Batch Mode The foundation of the local batch BLAST system is the Portable Batch System developed for NASA. PBS is comprised of three parts: The Job Server The Scheduler Compute Nodes

Batch Mode The Job Server Responsible for managing two queues of incoming jobs – one for batch blast jobs, the other for jobs interactively submitted to local BLAST through a web interface.

Batch Mode The Scheduler Applies job scheduling algorithm to allocate compute nodes to jobs in the two incoming job queues. Some nodes have several CPUs and can handle more than one simultaneous blast job. The scheduler assigns multiple jobs to such nodes.

Batch Mode Compute Nodes Each node has a monitor that communicates with job server. Each node has own set of sequence databases.

Job Types 1)Batch jobs – can be executed at any time and restarted if necessary. 2) Interactive jobs – time critical and should have priority over batch jobs.

Job Types At time paper was published, the current implementation was as follows: 75% of compute nodes execute batch jobs 25% always available for interactive web jobs. if no batch jobs, all 100% are available for web jobs – neither type of job will be starved of resources with this approach.

Issues with Batch Mode All replicated databases must be updated periodically to reflect the most recent contents of globally shared db. All nodes copies must be consistent with one another.
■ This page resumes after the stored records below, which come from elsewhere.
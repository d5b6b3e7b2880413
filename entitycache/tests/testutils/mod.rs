//! Test utilities for EntityCache integration tests
//!
//! - ScriptedBackend: in-memory store with gates and scripted failures
//! - CacheFixture: cache + backend + manual clock wired together

#![allow(dead_code)]

pub mod backend;
pub mod fixture;
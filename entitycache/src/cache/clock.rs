// Copyright (c) 2024-2025 DeepGraph Inc.
// SPDX-License-Identifier: Apache-2.0
//
//! Time source for deadlines, dwell times and TTLs

use parking_lot::Mutex;
use std::fmt;
use std::sync::Arc;
use std::time::{Duration, Instant};

/// Monotonic clock used by every time-based cache decision
pub trait Clock: Send + Sync + fmt::Debug {
    fn now(&self) -> Instant;
}

/// Shared clock handle
pub type SharedClock = Arc<dyn Clock>;

/// Wall clock backed by [`Instant::now`]
#[derive(Debug, Default, Clone, Copy)]
pub struct SystemClock;

impl Clock for SystemClock {
    fn now(&self) -> Instant {
        Instant::now()
    }
}

/// Manually advanced clock for deterministic tests
#[derive(Debug)]
pub struct ManualClock {
    base: Instant,
    offset: Mutex<Duration>,
}

impl ManualClock {
    pub fn new() -> Self {
        Self {
            base: Instant::now(),
            offset: Mutex::new(Duration::ZERO),
        }
    }

    /// Move time forward by `by`
    pub fn advance(&self, by: Duration) {
        *self.offset.lock() += by;
    }

    /// Time elapsed since the clock was created
    pub fn elapsed(&self) -> Duration {
        *self.offset.lock()
    }
}

impl Default for ManualClock {
    fn default() -> Self {
        Self::new()
    }
}

impl Clock for ManualClock {
    fn now(&self) -> Instant {
        self.base + *self.offset.lock()
    }
}

#[cfg(test)]
mod tests {
    use super::*;

    #[test]
    fn test_manual_clock_advances() {
        let clock = ManualClock::new();
        let start = clock.now();
        clock.advance(Duration::from_millis(250));
        assert_eq!(clock.now() - start, Duration::from_millis(250));
        assert_eq!(clock.elapsed(), Duration::from_millis(250));
    }
}
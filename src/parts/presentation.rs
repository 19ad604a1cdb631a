//! The main presentation part.
//!
//! Corresponds to `/ppt/presentation.xml`: presentation-level properties plus
//! the ordered references to slides and slide masters.

use crate::opc::constants::relationship_type as rt;
use crate::opc::error::{OpcError, Result};
use crate::opc::packuri::PackURI;
use crate::opc::part::{Part, PartRc};
use crate::opc::rel::Relationships;
use crate::oxml::XmlElement;
use crate::parts::slides::PartCollection;
use once_cell::unsync::OnceCell;
use std::any::Any;

/// The presentation part: top of the presentation object model.
pub struct Presentation {
    /// The partname (URI) of this part
    partname: PackURI,

    /// The content type of this part
    content_type: String,

    /// The presentation document element
    element: XmlElement,

    /// Relationships from this part to other parts
    rels: Relationships,

    /// Slide masters, populated once the full graph exists
    slidemasters: PartCollection,

    /// Slides, built lazily on first access from the sldIdLst
    slides: OnceCell<SlideCollection>,
}

impl Presentation {
    /// Load a presentation part from a stored record.
    pub fn load(partname: PackURI, content_type: String, blob: Vec<u8>) -> Result<Self> {
        let element = XmlElement::parse(blob)?;
        let rels = Relationships::new(partname.base_uri().to_string());
        Ok(Self {
            partname,
            content_type,
            element,
            rels,
            slidemasters: PartCollection::new(),
            slides: OnceCell::new(),
        })
    }

    /// Get the presentation document element.
    pub fn element(&self) -> &XmlElement {
        &self.element
    }

    /// The slide masters belonging to this presentation, partname-ordered.
    pub fn slidemasters(&self) -> &PartCollection {
        &self.slidemasters
    }

    /// The slides of this presentation, in `sldIdLst` document order.
    ///
    /// Built on first access by resolving each `<p:sldId>` rId through this
    /// part's relationship collection; cached thereafter. A `sldId` naming an
    /// unknown rId is an error.
    pub fn slides(&self) -> Result<&SlideCollection> {
        self.slides
            .get_or_try_init(|| SlideCollection::from_element(&self.element, &self.rels))
    }

    /// Get the slide width in EMU, if the presentation declares a slide size.
    pub fn slide_width(&self) -> Result<Option<i64>> {
        self.sld_sz_attr("cx")
    }

    /// Get the slide height in EMU, if the presentation declares a slide size.
    pub fn slide_height(&self) -> Result<Option<i64>> {
        self.sld_sz_attr("cy")
    }

    fn sld_sz_attr(&self, attr: &str) -> Result<Option<i64>> {
        match self.element.attr_of("sldSz", attr)? {
            Some(value) => value
                .parse::<i64>()
                .map(Some)
                .map_err(|e| OpcError::XmlError(format!("invalid slide size: {}", e))),
            None => Ok(None),
        }
    }
}

impl Part for Presentation {
    fn partname(&self) -> &PackURI {
        &self.partname
    }

    fn content_type(&self) -> &str {
        &self.content_type
    }

    fn blob(&self) -> &[u8] {
        self.element.serialize()
    }

    fn rels(&self) -> &Relationships {
        &self.rels
    }

    fn rels_mut(&mut self) -> &mut Relationships {
        &mut self.rels
    }

    /// Pull slide masters out of the wired relationship graph.
    fn after_unmarshal(&mut self) {
        let masters: Vec<PartRc> = self
            .rels
            .iter()
            .filter(|rel| rel.reltype() == rt::SLIDE_MASTER)
            .filter_map(|rel| rel.part())
            .collect();
        for master in masters {
            self.slidemasters.add_part(master);
        }
    }

    fn as_any(&self) -> &dyn Any {
        self
    }
}

/// The slides of a presentation, in show order.
///
/// Show order comes from the `sldIdLst` element, not from partnames or rIds.
#[derive(Debug)]
pub struct SlideCollection {
    slides: Vec<PartRc>,
}

impl SlideCollection {
    fn from_element(element: &XmlElement, rels: &Relationships) -> Result<Self> {
        let mut slides = Vec::new();
        for r_id in element.rel_ids("sldId")? {
            let rel = rels.get(&r_id).ok_or_else(|| {
                OpcError::RelationshipNotFound(format!(
                    "sldId references unknown relationship '{}'",
                    r_id
                ))
            })?;
            slides.push(rel.target_part()?);
        }
        Ok(Self { slides })
    }

    /// Get the number of slides.
    pub fn len(&self) -> usize {
        self.slides.len()
    }

    /// Check whether the presentation has no slides.
    pub fn is_empty(&self) -> bool {
        self.slides.is_empty()
    }

    /// Get a slide by show-order index.
    pub fn get(&self, idx: usize) -> Option<PartRc> {
        self.slides.get(idx).cloned()
    }

    /// Iterate over the slides in show order.
    pub fn iter(&self) -> impl Iterator<Item = &PartRc> {
        self.slides.iter()
    }
}

#[cfg(test)]
mod tests {
    use super::*;
    use crate::opc::constants::content_type as ct;
    use crate::opc::rel::RelTarget;
    use crate::parts::slides::Slide;
    use std::cell::RefCell;
    use std::rc::Rc;

    const PRES_XML: &[u8] = br#"<?xml version="1.0"?>
<p:presentation xmlns:p="http://schemas.openxmlformats.org/presentationml/2006/main" xmlns:r="http://schemas.openxmlformats.org/officeDocument/2006/relationships">
  <p:sldMasterIdLst><p:sldMasterId id="2147483648" r:id="rId1"/></p:sldMasterIdLst>
  <p:sldIdLst>
    <p:sldId id="256" r:id="rId3"/>
    <p:sldId id="257" r:id="rId2"/>
  </p:sldIdLst>
  <p:sldSz cx="9144000" cy="6858000"/>
</p:presentation>"#;

    fn make_slide(partname: &str) -> PartRc {
        let slide = Slide::load(
            PackURI::new(partname).unwrap(),
            ct::PML_SLIDE.to_string(),
            br#"<p:sld xmlns:p="http://schemas.openxmlformats.org/presentationml/2006/main"><p:cSld/></p:sld>"#.to_vec(),
        )
        .unwrap();
        Rc::new(RefCell::new(slide))
    }

    fn loaded_presentation() -> Presentation {
        let mut pres = Presentation::load(
            PackURI::new("/ppt/presentation.xml").unwrap(),
            ct::PML_PRESENTATION_MAIN.to_string(),
            PRES_XML.to_vec(),
        )
        .unwrap();

        let s2 = make_slide("/ppt/slides/slide2.xml");
        let s3 = make_slide("/ppt/slides/slide3.xml");
        pres.rels_mut()
            .add_relationship(rt::SLIDE, RelTarget::Part(s3), "rId3")
            .unwrap();
        pres.rels_mut()
            .add_relationship(rt::SLIDE, RelTarget::Part(s2), "rId2")
            .unwrap();
        pres
    }

    #[test]
    fn test_slides_follow_sld_id_lst_order() {
        let pres = loaded_presentation();
        let slides = pres.slides().unwrap();
        assert_eq!(slides.len(), 2);

        // sldIdLst names rId3 first, rId2 second
        let first = slides.get(0).unwrap();
        assert_eq!(first.borrow().partname().as_str(), "/ppt/slides/slide3.xml");
        let second = slides.get(1).unwrap();
        assert_eq!(second.borrow().partname().as_str(), "/ppt/slides/slide2.xml");
    }

    #[test]
    fn test_slides_initializer_runs_once() {
        let pres = loaded_presentation();
        let first = pres.slides().unwrap() as *const SlideCollection;
        let second = pres.slides().unwrap() as *const SlideCollection;
        assert_eq!(first, second);
    }

    #[test]
    fn test_slides_unknown_rid_is_error() {
        let pres = Presentation::load(
            PackURI::new("/ppt/presentation.xml").unwrap(),
            ct::PML_PRESENTATION_MAIN.to_string(),
            PRES_XML.to_vec(),
        )
        .unwrap();
        // no relationships wired at all
        assert!(matches!(
            pres.slides().unwrap_err(),
            OpcError::RelationshipNotFound(_)
        ));
    }

    #[test]
    fn test_no_sld_id_lst_means_no_slides() {
        let pres = Presentation::load(
            PackURI::new("/ppt/presentation.xml").unwrap(),
            ct::PML_PRESENTATION_MAIN.to_string(),
            br#"<p:presentation xmlns:p="http://schemas.openxmlformats.org/presentationml/2006/main"/>"#.to_vec(),
        )
        .unwrap();
        assert!(pres.slides().unwrap().is_empty());
    }

    #[test]
    fn test_after_unmarshal_pulls_slide_masters() {
        let mut pres = loaded_presentation();
        let master = make_slide("/ppt/slideMasters/slideMaster1.xml");
        pres.rels_mut()
            .add_relationship(rt::SLIDE_MASTER, RelTarget::Part(master.clone()), "rId1")
            .unwrap();

        assert!(pres.slidemasters().is_empty());
        pres.after_unmarshal();
        assert_eq!(pres.slidemasters().len(), 1);
        assert!(Rc::ptr_eq(&pres.slidemasters().get(0).unwrap(), &master));
    }

    #[test]
    fn test_slide_size() {
        let pres = loaded_presentation();
        assert_eq!(pres.slide_width().unwrap(), Some(9144000));
        assert_eq!(pres.slide_height().unwrap(), Some(6858000));
    }

    #[test]
    fn test_blob_round_trips_element() {
        let pres = loaded_presentation();
        assert_eq!(pres.blob(), PRES_XML);
    }
}
//! Serializes a live package back to its container form.
//!
//! Saving is a one-shot full rewrite: walk the live part graph, emit
//! `[Content_Types].xml`, the package `.rels`, then every visited part's
//! current blob and its `.rels`. Nothing is diffed against the source
//! container.

use crate::opc::constants::content_type as ct;
use crate::opc::error::{OpcError, Result};
use crate::opc::packuri::{CONTENT_TYPES_URI, PACKAGE_URI, PackURI};
use crate::opc::part::{Part, PartRc};
use crate::opc::phys_pkg::PhysPkgWriter;
use crate::opc::rel::escape_xml;
use crate::package::Package;
use log::debug;
use std::collections::HashMap;
use std::path::Path;

/// Package writer that serializes a live package to a ZIP container.
pub struct PackageWriter;

impl PackageWriter {
    /// Write a package to a file.
    pub fn write<P: AsRef<Path>>(path: P, package: &Package) -> Result<()> {
        let bytes = Self::to_bytes(package)?;
        std::fs::write(path, bytes)?;
        Ok(())
    }

    /// Write a package to a stream.
    pub fn write_to_stream<W: std::io::Write>(mut writer: W, package: &Package) -> Result<()> {
        let bytes = Self::to_bytes(package)?;
        writer.write_all(&bytes)?;
        Ok(())
    }

    /// Serialize a package to container bytes.
    pub fn to_bytes(package: &Package) -> Result<Vec<u8>> {
        let parts = package.parts();
        let mut phys_writer = PhysPkgWriter::new();

        Self::write_content_types(&mut phys_writer, &parts)?;
        Self::write_pkg_rels(&mut phys_writer, package)?;
        Self::write_parts(&mut phys_writer, &parts)?;

        debug!("marshalled {} parts", parts.len());
        phys_writer.finish()
    }

    /// Write the `[Content_Types].xml` member.
    fn write_content_types(phys_writer: &mut PhysPkgWriter, parts: &[PartRc]) -> Result<()> {
        let cti = ContentTypesItem::from_parts(parts);
        let blob = cti.to_xml();

        let content_types_uri =
            PackURI::new(CONTENT_TYPES_URI).map_err(OpcError::InvalidPackUri)?;
        phys_writer.write(&content_types_uri, blob.as_bytes())
    }

    /// Write the package-level `.rels` member.
    fn write_pkg_rels(phys_writer: &mut PhysPkgWriter, package: &Package) -> Result<()> {
        let package_uri = PackURI::new(PACKAGE_URI).map_err(OpcError::InvalidPackUri)?;
        let rels_uri = package_uri.rels_uri().map_err(OpcError::InvalidPackUri)?;
        let rels_xml = package.rels().to_xml();
        phys_writer.write(&rels_uri, rels_xml.as_bytes())
    }

    /// Write every part's blob and, when non-empty, its `.rels` member.
    fn write_parts(phys_writer: &mut PhysPkgWriter, parts: &[PartRc]) -> Result<()> {
        for part in parts {
            let part = part.borrow();
            phys_writer.write(part.partname(), part.blob())?;

            if !part.rels().is_empty() {
                let rels_uri = part
                    .partname()
                    .rels_uri()
                    .map_err(OpcError::InvalidPackUri)?;
                let rels_xml = part.rels().to_xml();
                phys_writer.write(&rels_uri, rels_xml.as_bytes())?;
            }
        }

        Ok(())
    }
}

/// Builder for `[Content_Types].xml`.
///
/// Well-known extension/content-type pairs become Default elements;
/// everything else gets an Override for its specific partname.
struct ContentTypesItem {
    /// Default content types by extension
    defaults: HashMap<String, String>,

    /// Override content types by partname
    overrides: HashMap<String, String>,
}

impl ContentTypesItem {
    fn new() -> Self {
        let mut defaults = HashMap::new();

        // every package carries these two
        defaults.insert("rels".to_string(), ct::OPC_RELATIONSHIPS.to_string());
        defaults.insert("xml".to_string(), ct::XML.to_string());

        Self {
            defaults,
            overrides: HashMap::new(),
        }
    }

    /// Build the content types item from the visited part set.
    fn from_parts(parts: &[PartRc]) -> Self {
        let mut cti = Self::new();

        for part in parts {
            let part = part.borrow();
            cti.add_content_type(part.partname(), part.content_type());
        }

        cti
    }

    fn add_content_type(&mut self, partname: &PackURI, content_type: &str) {
        let ext = partname.ext().to_lowercase();

        if Self::is_default_content_type(&ext, content_type) {
            self.defaults.insert(ext, content_type.to_string());
        } else {
            self.overrides
                .insert(partname.to_string(), content_type.to_string());
        }
    }

    /// Check if an extension/content-type pair is a standard default.
    fn is_default_content_type(ext: &str, content_type: &str) -> bool {
        matches!(
            (ext, content_type),
            ("rels", ct::OPC_RELATIONSHIPS)
                | ("xml", ct::XML)
                | ("png", ct::PNG)
                | ("jpg", ct::JPEG)
                | ("jpeg", ct::JPEG)
                | ("gif", ct::GIF)
                | ("bmp", ct::BMP)
                | ("tiff", ct::TIFF)
                | ("emf", ct::X_EMF)
                | ("wmf", ct::X_WMF)
        )
    }

    /// Generate the XML for `[Content_Types].xml`.
    ///
    /// Entries are sorted for deterministic output.
    fn to_xml(&self) -> String {
        let mut xml = String::with_capacity(4096);

        xml.push_str(r#"<?xml version="1.0" encoding="UTF-8" standalone="yes"?>"#);
        xml.push('\n');
        xml.push_str(
            r#"<Types xmlns="http://schemas.openxmlformats.org/package/2006/content-types">"#,
        );
        xml.push('\n');

        let mut exts: Vec<_> = self.defaults.keys().collect();
        exts.sort();
        for ext in exts {
            let content_type = &self.defaults[ext];
            xml.push_str(&format!(
                r#"  <Default Extension="{}" ContentType="{}"/>"#,
                escape_xml(ext),
                escape_xml(content_type)
            ));
            xml.push('\n');
        }

        let mut partnames: Vec<_> = self.overrides.keys().collect();
        partnames.sort();
        for partname in partnames {
            let content_type = &self.overrides[partname];
            xml.push_str(&format!(
                r#"  <Override PartName="{}" ContentType="{}"/>"#,
                escape_xml(partname),
                escape_xml(content_type)
            ));
            xml.push('\n');
        }

        xml.push_str("</Types>");

        xml
    }
}

#[cfg(test)]
mod tests {
    use super::*;

    #[test]
    fn test_content_types_xml() {
        let mut cti = ContentTypesItem::new();
        cti.add_content_type(
            &PackURI::new("/ppt/media/image1.png").unwrap(),
            ct::PNG,
        );
        cti.add_content_type(
            &PackURI::new("/ppt/presentation.xml").unwrap(),
            ct::PML_PRESENTATION_MAIN,
        );

        let xml = cti.to_xml();

        assert!(xml.contains(r#"<Default Extension="png" ContentType="image/png"/>"#));
        assert!(xml.contains(r#"<Override PartName="/ppt/presentation.xml""#));
        // presentation.xml must not shadow the xml default
        assert!(xml.contains(r#"<Default Extension="xml" ContentType="application/xml"/>"#));
    }

    #[test]
    fn test_xml_escaping() {
        let escaped = escape_xml(r#"<foo & "bar">"#);
        assert_eq!(escaped, "&lt;foo &amp; &quot;bar&quot;&gt;");
    }
}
Otherwise, results of the query would depend on which compute node processed it.

Considerations… A Networked File System is being considered where there would be several I/O servers in a system, each with a complete copy of database. Compute nodes would rely on these I/O servers for access to database.

Next Step… The partitioned database implementation will utilize many of the concepts developed for the course-grained implementation, but the scheduler would need to know which nodes had which section of the database.

Next Step… Outputs would then need to be combined into single output file This is Non-Trivial Merge program must parse, sort, and correct data from nodes, and E values must be corrected to reflect larger database size.

Questions ??? One of My Own Since this paper was published in 1999, have all three levels of parallelism described here been exploited by now? - haven’t found the answer.